Thread Tools Search this Thread
Old 11-15-2008, 11:03 PM   #1
theguru
Member
theguru doesn't littertheguru doesn't litter
 
Posts: 19
Karma: 139
Join Date: Nov 2008
Device: Sony PRS-505
soPdf - Better than Yet another PDF to LRF converter

I really liked the pdflrf tool from the "Yet another PDF to LRF converter" thread, but it has been taken down by the moderator for violation of GPL and has been down for quite some time because it seems like the author is not interested in providing the source for his tool. But there are some issues with the pdflrf tool.

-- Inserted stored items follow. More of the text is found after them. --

// Copyright (c) 2025 Steve Wagner (ciroque@live.com)
// SPDX-License-Identifier: MIT

//! Message types for module cache decisions.

use crate::observability::messages::StructuredLog;
use std::fmt::{Display, Formatter};
use tracing::Span;

/// An authoritative run was found for the module's inputs.
///
/// # Log Level
/// `info!` - Important operational event
pub struct CacheHit<'a> {
    pub module: &'a str,
    pub module_run_id: i64,
}

impl Display for CacheHit<'_> {
    fn fmt(&self, f: &mut Formatter) -> std::fmt::Result {
        write!(
            f,
            "Cache hit for '{}': reusing module run {}",
            self.module, self.module_run_id
        )
    }
}

impl StructuredLog for CacheHit<'_> {
    fn log(&self) {
        tracing::info!(
            module = self.module,
            module_run_id = self.module_run_id,
            "{}", self
        );
    }

    fn span(&self, name: &str) -> Span {
        tracing::info_span!(
            "cache_hit",
            span_name = name,
            module = self.module,
            module_run_id = self.module_run_id,
        )
    }
}

/// No reusable run exists.
///
/// # Log Level
/// `debug!` - Detailed diagnostic information
pub struct CacheMiss<'a> {
    pub module: &'a str,
    pub input_hash: &'a str,
}

impl Display for CacheMiss<'_> {
    fn fmt(&self, f: &mut Formatter) -> std::fmt::Result {
        write!(f, "Cache miss for '{}' (input {})", self.module, self.input_hash)
    }
}

impl StructuredLog for CacheMiss<'_> {
    fn log(&self) {
        tracing::debug!(module = self.module, input_hash = self.input_hash, "{}", self);
    }

    fn span(&self, name: &str) -> Span {
        tracing::debug_span!(
            "cache_miss",
            span_name = name,
            module = self.module,
            input_hash = self.input_hash,
        )
    }
}

/// The cache was not consulted for a module.
///
/// # Log Level
/// `debug!` - Detailed diagnostic information
pub struct CacheBypassed<'a> {
    pub module: &'a str,
    pub reason: &'a str,
}

impl Display for CacheBypassed<'_> {
    fn fmt(&self, f: &mut Formatter) -> std::fmt::Result {
        write!(f, "Cache bypassed for '{}': {}", self.module, self.reason)
    }
}

impl StructuredLog for CacheBypassed<'_> {
    fn log(&self) {
        tracing::debug!(module = self.module, reason = self.reason, "{}", self);
    }

    fn span(&self, name: &str) -> Span {
        tracing::debug_span!(
            "cache_bypassed",
            span_name = name,
            module = self.module,
            reason = self.reason,
        )
    }
}

/// A cached run was found but one of its primary artifacts is gone.
///
/// # Log Level
/// `warn!` - The module will be recomputed
pub struct CacheInvalidated<'a> {
    pub module: &'a str,
    pub module_run_id: i64,
    pub missing: &'a str,
}

impl Display for CacheInvalidated<'_> {
    fn fmt(&self, f: &mut Formatter) -> std::fmt::Result {
        write!(
            f,
            "Ignoring cached run {} for '{}': artifact {} is missing",
            self.module_run_id, self.module, self.missing
        )
    }
}

impl StructuredLog for CacheInvalidated<'_> {
    fn log(&self) {
        tracing::warn!(
            module = self.module,
            module_run_id = self.module_run_id,
            missing = self.missing,
            "{}", self
        );
    }

    fn span(&self, name: &str) -> Span {
        tracing::warn_span!(
            "cache_invalidated",
            span_name = name,
            module = self.module,
            module_run_id = self.module_run_id,
        )
    }
}

/// Completing a run superseded earlier runs with the same cache key.
///
/// # Log Level
/// `debug!` - Detailed diagnostic information
pub struct RunsSuperseded<'a> {
    pub module: &'a str,
    pub module_run_id: i64,
    pub superseded: u64,
}

impl Display for RunsSuperseded<'_> {
    fn fmt(&self, f: &mut Formatter) -> std::fmt::Result {
        write!(
            f,
            "Module run {} for '{}' superseded {} earlier runs",
            self.module_run_id, self.module, self.superseded
        )
    }
}

impl StructuredLog for RunsSuperseded<'_> {
    fn log(&self) {
        tracing::debug!(
            module = self.module,
            module_run_id = self.module_run_id,
            superseded = self.superseded,
            "{}", self
        );
    }

    fn span(&self, name: &str) -> Span {
        tracing::debug_span!(
            "runs_superseded",
            span_name = name,
            module = self.module,
            module_run_id = self.module_run_id,
        )
    }
}
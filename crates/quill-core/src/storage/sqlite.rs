//! SQLite-backed primary blob store.
//!
//! A single `records` table keyed by a fixed logical id holds the
//! serialized encrypted notes record. The payload stored in the row is
//! already ciphertext-bearing JSON; SQLite only ever sees sealed bytes.

use std::path::{Path, PathBuf};
use std::sync::Mutex;

use async_trait::async_trait;
use rusqlite::{Connection, OptionalExtension};

use crate::error::{QuillError, Result};
use crate::model::EncryptedNotesRecord;
use crate::storage::traits::BlobStore;

/// Fixed logical key for the single persisted record.
const RECORD_ID: &str = "encrypted-notes";

/// Primary structured backend.
pub struct SqliteStore {
    #[allow(dead_code)]
    path: PathBuf,
    conn: Mutex<Connection>,
}

impl SqliteStore {
    /// Open (or create) the store at `path`.
    pub fn open(path: &Path) -> Result<Self> {
        let conn = Connection::open(path)?;
        conn.execute_batch(
            "CREATE TABLE IF NOT EXISTS records (
                id TEXT PRIMARY KEY,
                value TEXT NOT NULL
            );",
        )?;
        Ok(Self {
            path: path.to_path_buf(),
            conn: Mutex::new(conn),
        })
    }

    fn lock_conn(&self) -> Result<std::sync::MutexGuard<'_, Connection>> {
        self.conn
            .lock()
            .map_err(|_| QuillError::Storage("SQLite connection poisoned".to_string()))
    }
}

#[async_trait]
impl BlobStore for SqliteStore {
    async fn get(&self) -> Result<Option<EncryptedNotesRecord>> {
        let conn = self.lock_conn()?;
        let raw: Option<String> = conn
            .query_row(
                "SELECT value FROM records WHERE id = ?1",
                [RECORD_ID],
                |row| row.get(0),
            )
            .optional()?;

        let Some(raw) = raw else {
            return Ok(None);
        };

        // Structurally invalid rows are treated as absent rather than
        // poisoning the session; the record is replaced on next write.
        match serde_json::from_str::<EncryptedNotesRecord>(&raw) {
            Ok(record) if record.is_well_formed() => Ok(Some(record)),
            _ => Ok(None),
        }
    }

    async fn set(&self, record: &EncryptedNotesRecord) -> Result<()> {
        let value = serde_json::to_string(record)
            .map_err(|e| QuillError::Storage(format!("Record serialization failed: {}", e)))?;
        let conn = self.lock_conn()?;
        conn.execute(
            "INSERT INTO records (id, value) VALUES (?1, ?2)
             ON CONFLICT(id) DO UPDATE SET value = excluded.value",
            [RECORD_ID, value.as_str()],
        )?;
        Ok(())
    }

    async fn clear(&self) -> Result<()> {
        let conn = self.lock_conn()?;
        conn.execute("DELETE FROM records WHERE id = ?1", [RECORD_ID])?;
        Ok(())
    }
}
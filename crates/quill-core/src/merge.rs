//! Conflict-aware keep-both merge of two divergent note collections.
//!
//! Invoked only when local and remote history has genuinely diverged (or
//! the server explicitly flags a conflict). Resolution is last-writer-wins
//! per note id, but a losing edit between two live notes is never
//! silently discarded: it is preserved as a new note whose title records
//! which side it came from. Deletes propagate without copies.

use serde::{Deserialize, Serialize};
use uuid::Uuid;

use crate::model::{Note, UNTITLED};

/// Which side of a sync produced a winning (or losing) note.
#[derive(Debug, Clone, Copy, PartialEq, Eq, Serialize, Deserialize)]
#[serde(rename_all = "lowercase")]
pub enum Side {
    Local,
    Server,
}

impl std::fmt::Display for Side {
    fn fmt(&self, f: &mut std::fmt::Formatter<'_>) -> std::fmt::Result {
        match self {
            Side::Local => write!(f, "local"),
            Side::Server => write!(f, "server"),
        }
    }
}

/// One descriptor per note id that diverged.
#[derive(Debug, Clone, PartialEq, Eq, Serialize, Deserialize)]
pub struct MergeConflict {
    #[serde(rename = "noteId")]
    pub note_id: Uuid,
    #[serde(rename = "localUpdatedAt")]
    pub local_updated_at: chrono::DateTime<chrono::Utc>,
    #[serde(rename = "serverUpdatedAt")]
    pub server_updated_at: chrono::DateTime<chrono::Utc>,
    pub winner: Side,
    /// Id of the keep-both copy, or `None` if the loser was a tombstone
    #[serde(rename = "conflictCopyId")]
    pub conflict_copy_id: Option<Uuid>,
}

/// Result of a merge: the reconciled collection plus conflict descriptors.
#[derive(Debug, Clone)]
pub struct MergeOutcome {
    pub merged: Vec<Note>,
    pub conflicts: Vec<MergeConflict>,
}

fn conflict_copy_title(title: &str, origin: Side) -> String {
    let base = title.trim();
    let base = if base.is_empty() { UNTITLED } else { base };
    format!("{} (Conflict copy from {})", base, origin)
}

fn conflict_copy(loser: &Note, origin: Side) -> Note {
    Note {
        id: Uuid::new_v4(),
        title: conflict_copy_title(&loser.title, origin),
        content: loser.content.clone(),
        updated_at: chrono::Utc::now(),
        deleted: false,
    }
}

/// Ordered union of note ids: local ids in their existing order, then
/// remote-only ids in theirs.
fn ordered_union_ids(local: &[Note], server: &[Note]) -> Vec<Uuid> {
    let mut ids = Vec::with_capacity(local.len() + server.len());
    for note in local.iter().chain(server.iter()) {
        if !ids.contains(&note.id) {
            ids.push(note.id);
        }
    }
    ids
}

/// Merge two note collections, keeping both sides of every divergent edit.
///
/// Per id:
/// - present only on one side: kept as-is
/// - identical content and tombstone state: the later `updated_at` wins
///   (tie goes to local)
/// - differing content: last-writer-wins with one [`MergeConflict`]
///   descriptor emitted; the loser is preserved as a fresh-id conflict
///   copy unless either side is a tombstone, in which case the delete
///   propagates without a copy
///
/// The merged collection is sorted by `updated_at` descending.
pub fn merge_notes_keep_both(local: &[Note], server: &[Note]) -> MergeOutcome {
    let mut merged: Vec<Note> = Vec::new();
    let mut conflicts: Vec<MergeConflict> = Vec::new();

    for id in ordered_union_ids(local, server) {
        let local_note = local.iter().find(|note| note.id == id);
        let server_note = server.iter().find(|note| note.id == id);

        let (local_note, server_note) = match (local_note, server_note) {
            (Some(l), Some(s)) => (l, s),
            (Some(only), None) | (None, Some(only)) => {
                merged.push(only.clone());
                continue;
            }
            (None, None) => continue,
        };

        if local_note.content_equals(server_note) {
            // Same content either way; prefer local on timestamp tie.
            if local_note.updated_at >= server_note.updated_at {
                merged.push(local_note.clone());
            } else {
                merged.push(server_note.clone());
            }
            continue;
        }

        let local_wins = local_note.updated_at >= server_note.updated_at;
        let (winner, loser, winner_side, loser_side) = if local_wins {
            (local_note, server_note, Side::Local, Side::Server)
        } else {
            (server_note, local_note, Side::Server, Side::Local)
        };

        merged.push(winner.clone());
        // A tombstone on either side means the edit war already ended in
        // a delete; propagating the delete must not resurrect content.
        let conflict_copy_id = if winner.deleted || loser.deleted {
            None
        } else {
            let copy = conflict_copy(loser, loser_side);
            let copy_id = copy.id;
            merged.push(copy);
            Some(copy_id)
        };

        conflicts.push(MergeConflict {
            note_id: id,
            local_updated_at: local_note.updated_at,
            server_updated_at: server_note.updated_at,
            winner: winner_side,
            conflict_copy_id,
        });
    }

    merged.sort_by(|a, b| b.updated_at.cmp(&a.updated_at));
    MergeOutcome { merged, conflicts }
}

#[cfg(test)]
mod tests {
    use super::*;
    use chrono::{Duration, Utc};

    fn note_at(title: &str, content: &str, seconds_ago: i64) -> Note {
        let mut note = Note::new(title, content);
        note.updated_at = Utc::now() - Duration::seconds(seconds_ago);
        note
    }

    #[test]
    fn test_one_sided_notes_kept() {
        let local_only = note_at("Local only", "l", 10);
        let server_only = note_at("Server only", "s", 5);

        let outcome = merge_notes_keep_both(
            std::slice::from_ref(&local_only),
            std::slice::from_ref(&server_only),
        );

        assert_eq!(outcome.merged.len(), 2);
        assert!(outcome.conflicts.is_empty());
        assert!(outcome.merged.iter().any(|n| n.id == local_only.id));
        assert!(outcome.merged.iter().any(|n| n.id == server_only.id));
    }

    #[test]
    fn test_later_writer_wins_with_conflict_copy() {
        // Merge no-loss: local older, server newer with different content.
        let local = note_at("Shared", "local body", 60);
        let mut server = local.clone();
        server.content = "server body".to_string();
        server.updated_at = Utc::now();

        let outcome =
            merge_notes_keep_both(std::slice::from_ref(&local), std::slice::from_ref(&server));

        assert_eq!(outcome.conflicts.len(), 1);
        let conflict = &outcome.conflicts[0];
        assert_eq!(conflict.note_id, local.id);
        assert_eq!(conflict.winner, Side::Server);

        let winner = outcome.merged.iter().find(|n| n.id == local.id).unwrap();
        assert_eq!(winner.content, "server body");

        let copy_id = conflict.conflict_copy_id.expect("loser must be preserved");
        let copy = outcome.merged.iter().find(|n| n.id == copy_id).unwrap();
        assert_eq!(copy.content, "local body");
        assert_eq!(copy.title, "Shared (Conflict copy from local)");
        assert!(!copy.deleted);
    }

    #[test]
    fn test_timestamp_tie_prefers_local() {
        let local = note_at("Shared", "local body", 30);
        let mut server = local.clone();
        server.content = "server body".to_string();
        server.updated_at = local.updated_at;

        let outcome =
            merge_notes_keep_both(std::slice::from_ref(&local), std::slice::from_ref(&server));

        assert_eq!(outcome.conflicts[0].winner, Side::Local);
        let winner = outcome.merged.iter().find(|n| n.id == local.id).unwrap();
        assert_eq!(winner.content, "local body");
    }

    #[test]
    fn test_tombstone_propagates_without_copy() {
        // Local tombstoned X with a bumped timestamp; remote holds an
        // older live copy. The tombstone wins and no copy is created.
        let mut server = note_at("X", "old body", 120);
        server.deleted = false;
        let mut local = server.clone();
        local.deleted = true;
        local.updated_at = Utc::now();

        let outcome =
            merge_notes_keep_both(std::slice::from_ref(&local), std::slice::from_ref(&server));

        let merged_x = outcome.merged.iter().find(|n| n.id == local.id).unwrap();
        assert!(merged_x.deleted);
        assert_eq!(outcome.conflicts.len(), 1);
        assert!(outcome.conflicts[0].conflict_copy_id.is_none());
        assert_eq!(outcome.merged.len(), 1);
    }

    #[test]
    fn test_tombstoned_loser_produces_no_copy() {
        // Remote tombstoned the note but local edited it afterwards.
        let mut server = note_at("X", "body", 0);
        server.deleted = true;
        server.updated_at = Utc::now() - Duration::seconds(60);
        let mut local = server.clone();
        local.deleted = false;
        local.content = "revived".to_string();
        local.updated_at = Utc::now();

        let outcome =
            merge_notes_keep_both(std::slice::from_ref(&local), std::slice::from_ref(&server));

        assert_eq!(outcome.conflicts.len(), 1);
        assert_eq!(outcome.conflicts[0].winner, Side::Local);
        assert!(outcome.conflicts[0].conflict_copy_id.is_none());
    }

    #[test]
    fn test_identical_notes_merge_to_one() {
        let shared = note_at("Same", "same body", 10);
        let outcome =
            merge_notes_keep_both(std::slice::from_ref(&shared), std::slice::from_ref(&shared));

        assert_eq!(outcome.merged.len(), 1);
        assert!(outcome.conflicts.is_empty());
    }

    #[test]
    fn test_merged_sorted_by_updated_at_descending() {
        let oldest = note_at("Oldest", "a", 300);
        let newest = note_at("Newest", "b", 0);
        let middle = note_at("Middle", "c", 150);

        let outcome = merge_notes_keep_both(&[oldest, newest], &[middle]);

        let timestamps: Vec<_> = outcome.merged.iter().map(|n| n.updated_at).collect();
        let mut sorted = timestamps.clone();
        sorted.sort_by(|a, b| b.cmp(a));
        assert_eq!(timestamps, sorted);
    }

    #[test]
    fn test_untitled_conflict_copy_title() {
        let mut local = note_at("  ", "local body", 0);
        local.title = "  ".to_string();
        let mut server = local.clone();
        server.content = "server body".to_string();
        server.updated_at = Utc::now() + Duration::seconds(5);

        let outcome =
            merge_notes_keep_both(std::slice::from_ref(&local), std::slice::from_ref(&server));

        let copy_id = outcome.conflicts[0].conflict_copy_id.unwrap();
        let copy = outcome.merged.iter().find(|n| n.id == copy_id).unwrap();
        assert_eq!(copy.title, "Untitled (Conflict copy from local)");
    }
}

  1. pdflrf renderes the pdf into image and then creates the lrf file.
    This makes the 4mb pdf file grow into more than 40mb file.
  2. No text information is preserved because of the image conversion
  3. Very slow
  4. No source for the tool <-- biggest disadvantage
So I decided to write a tool for myself. soPdf is a pdf formatter for sony reader. It is based on sumatrapdf's version of mupdf and fitz.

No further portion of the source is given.